RECORDS:
----

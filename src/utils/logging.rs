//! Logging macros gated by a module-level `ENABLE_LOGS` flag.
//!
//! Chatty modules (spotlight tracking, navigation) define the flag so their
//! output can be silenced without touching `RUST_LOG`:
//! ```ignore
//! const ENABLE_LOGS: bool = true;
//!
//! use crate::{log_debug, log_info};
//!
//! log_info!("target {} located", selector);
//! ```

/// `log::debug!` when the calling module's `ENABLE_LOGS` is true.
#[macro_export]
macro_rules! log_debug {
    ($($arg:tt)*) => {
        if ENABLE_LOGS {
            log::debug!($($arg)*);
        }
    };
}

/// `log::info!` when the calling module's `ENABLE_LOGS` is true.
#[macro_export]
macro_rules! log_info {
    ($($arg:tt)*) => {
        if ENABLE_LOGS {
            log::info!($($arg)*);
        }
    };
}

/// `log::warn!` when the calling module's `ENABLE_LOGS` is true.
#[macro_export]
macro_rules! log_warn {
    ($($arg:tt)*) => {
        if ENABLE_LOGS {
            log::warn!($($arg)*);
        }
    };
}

----

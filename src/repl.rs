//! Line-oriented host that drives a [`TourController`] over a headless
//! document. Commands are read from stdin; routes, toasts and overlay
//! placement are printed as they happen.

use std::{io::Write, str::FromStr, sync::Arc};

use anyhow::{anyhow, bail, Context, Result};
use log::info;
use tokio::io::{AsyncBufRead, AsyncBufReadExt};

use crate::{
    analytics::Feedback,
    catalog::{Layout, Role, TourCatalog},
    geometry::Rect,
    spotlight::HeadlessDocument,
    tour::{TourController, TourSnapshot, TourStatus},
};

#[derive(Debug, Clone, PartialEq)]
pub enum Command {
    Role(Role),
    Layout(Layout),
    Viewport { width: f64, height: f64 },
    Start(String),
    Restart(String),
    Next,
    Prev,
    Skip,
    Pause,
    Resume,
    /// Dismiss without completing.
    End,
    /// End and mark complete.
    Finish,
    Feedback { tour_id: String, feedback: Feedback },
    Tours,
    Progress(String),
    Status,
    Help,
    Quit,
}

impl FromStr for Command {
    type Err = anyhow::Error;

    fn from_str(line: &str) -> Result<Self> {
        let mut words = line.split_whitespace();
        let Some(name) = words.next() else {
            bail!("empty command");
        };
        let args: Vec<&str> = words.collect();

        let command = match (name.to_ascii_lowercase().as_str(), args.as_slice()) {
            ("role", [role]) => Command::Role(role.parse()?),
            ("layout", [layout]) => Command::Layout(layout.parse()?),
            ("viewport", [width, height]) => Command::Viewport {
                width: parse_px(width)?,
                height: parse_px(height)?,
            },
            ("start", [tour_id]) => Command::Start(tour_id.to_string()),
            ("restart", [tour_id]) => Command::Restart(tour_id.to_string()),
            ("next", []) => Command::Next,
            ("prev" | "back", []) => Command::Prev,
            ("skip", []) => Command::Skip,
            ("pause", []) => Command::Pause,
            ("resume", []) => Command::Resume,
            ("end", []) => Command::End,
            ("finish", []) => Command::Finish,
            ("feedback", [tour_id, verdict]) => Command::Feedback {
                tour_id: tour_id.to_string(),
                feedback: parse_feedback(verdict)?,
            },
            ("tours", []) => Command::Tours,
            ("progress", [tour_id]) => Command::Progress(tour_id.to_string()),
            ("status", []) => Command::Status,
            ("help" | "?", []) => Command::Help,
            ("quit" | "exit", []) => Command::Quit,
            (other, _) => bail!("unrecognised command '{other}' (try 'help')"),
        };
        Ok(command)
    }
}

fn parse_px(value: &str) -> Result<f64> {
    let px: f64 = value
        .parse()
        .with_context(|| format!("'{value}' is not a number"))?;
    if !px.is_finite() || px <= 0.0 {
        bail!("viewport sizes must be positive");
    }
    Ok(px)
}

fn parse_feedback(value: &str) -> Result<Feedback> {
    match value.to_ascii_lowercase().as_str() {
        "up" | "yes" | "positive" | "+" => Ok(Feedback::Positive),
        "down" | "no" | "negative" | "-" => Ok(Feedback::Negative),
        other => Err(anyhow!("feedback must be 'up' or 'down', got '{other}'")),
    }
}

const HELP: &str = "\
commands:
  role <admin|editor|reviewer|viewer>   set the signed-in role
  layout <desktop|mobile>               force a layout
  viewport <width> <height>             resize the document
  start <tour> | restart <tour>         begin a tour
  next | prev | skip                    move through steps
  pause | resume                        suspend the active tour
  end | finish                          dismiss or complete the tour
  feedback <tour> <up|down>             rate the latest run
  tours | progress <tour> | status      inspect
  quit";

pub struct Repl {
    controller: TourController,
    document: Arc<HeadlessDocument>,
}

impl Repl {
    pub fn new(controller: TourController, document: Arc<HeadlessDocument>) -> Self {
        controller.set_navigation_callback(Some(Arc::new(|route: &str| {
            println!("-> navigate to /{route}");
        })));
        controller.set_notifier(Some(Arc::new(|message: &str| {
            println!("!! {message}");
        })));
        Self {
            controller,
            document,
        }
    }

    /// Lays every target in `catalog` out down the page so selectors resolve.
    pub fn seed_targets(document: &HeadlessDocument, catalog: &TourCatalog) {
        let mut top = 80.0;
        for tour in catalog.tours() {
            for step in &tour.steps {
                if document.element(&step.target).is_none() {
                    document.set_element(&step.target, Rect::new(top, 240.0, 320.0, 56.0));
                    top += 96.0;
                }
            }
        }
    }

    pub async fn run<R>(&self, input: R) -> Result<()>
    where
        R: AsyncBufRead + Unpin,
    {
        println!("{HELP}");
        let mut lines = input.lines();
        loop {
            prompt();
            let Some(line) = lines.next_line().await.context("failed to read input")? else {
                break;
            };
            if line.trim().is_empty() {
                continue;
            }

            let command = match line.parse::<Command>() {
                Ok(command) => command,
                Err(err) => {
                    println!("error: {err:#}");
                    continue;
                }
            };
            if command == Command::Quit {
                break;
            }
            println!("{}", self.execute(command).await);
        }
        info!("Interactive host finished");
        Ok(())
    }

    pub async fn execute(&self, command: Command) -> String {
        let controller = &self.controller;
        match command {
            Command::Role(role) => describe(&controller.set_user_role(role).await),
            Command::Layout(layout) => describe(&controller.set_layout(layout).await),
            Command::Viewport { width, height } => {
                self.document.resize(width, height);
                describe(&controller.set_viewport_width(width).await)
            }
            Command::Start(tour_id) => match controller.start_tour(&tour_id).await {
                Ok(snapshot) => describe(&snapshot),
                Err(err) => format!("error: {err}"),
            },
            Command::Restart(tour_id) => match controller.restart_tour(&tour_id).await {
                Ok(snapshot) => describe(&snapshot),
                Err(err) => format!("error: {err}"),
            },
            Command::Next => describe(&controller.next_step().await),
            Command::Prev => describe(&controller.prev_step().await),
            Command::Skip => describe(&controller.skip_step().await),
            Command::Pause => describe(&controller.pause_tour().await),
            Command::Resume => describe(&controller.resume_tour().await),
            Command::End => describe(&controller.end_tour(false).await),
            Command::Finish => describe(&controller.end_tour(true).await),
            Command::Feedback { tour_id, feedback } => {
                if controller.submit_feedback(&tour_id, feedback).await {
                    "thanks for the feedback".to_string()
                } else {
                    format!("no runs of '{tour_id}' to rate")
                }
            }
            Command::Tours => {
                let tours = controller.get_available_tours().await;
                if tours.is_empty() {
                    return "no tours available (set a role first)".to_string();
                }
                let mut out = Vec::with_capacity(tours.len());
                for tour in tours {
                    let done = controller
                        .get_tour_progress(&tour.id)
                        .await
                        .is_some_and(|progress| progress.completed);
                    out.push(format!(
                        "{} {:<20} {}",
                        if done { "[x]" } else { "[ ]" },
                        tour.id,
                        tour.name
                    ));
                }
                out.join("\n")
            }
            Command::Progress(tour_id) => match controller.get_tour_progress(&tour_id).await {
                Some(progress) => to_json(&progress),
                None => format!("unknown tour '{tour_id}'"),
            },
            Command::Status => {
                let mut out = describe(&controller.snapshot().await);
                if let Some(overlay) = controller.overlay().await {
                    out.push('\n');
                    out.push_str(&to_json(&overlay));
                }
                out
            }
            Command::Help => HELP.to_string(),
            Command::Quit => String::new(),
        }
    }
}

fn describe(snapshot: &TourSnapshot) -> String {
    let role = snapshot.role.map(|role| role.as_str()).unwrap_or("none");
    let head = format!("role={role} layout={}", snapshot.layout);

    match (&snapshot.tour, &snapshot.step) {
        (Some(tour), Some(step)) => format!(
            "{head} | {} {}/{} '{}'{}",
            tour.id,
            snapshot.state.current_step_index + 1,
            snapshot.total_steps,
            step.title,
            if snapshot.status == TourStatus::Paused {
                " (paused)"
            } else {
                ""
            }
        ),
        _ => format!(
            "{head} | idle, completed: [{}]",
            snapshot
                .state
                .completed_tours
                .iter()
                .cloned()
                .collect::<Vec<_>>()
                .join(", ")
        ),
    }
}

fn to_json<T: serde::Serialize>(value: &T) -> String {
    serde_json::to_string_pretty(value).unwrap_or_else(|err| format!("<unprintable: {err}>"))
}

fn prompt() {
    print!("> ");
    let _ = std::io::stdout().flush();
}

----

Scan the material above. Extract every line in which the word "positive" occurs.

        bail!("viewport sizes must be positive");
        "up" | "yes" | "positive" | "+" => Ok(Feedback::Positive),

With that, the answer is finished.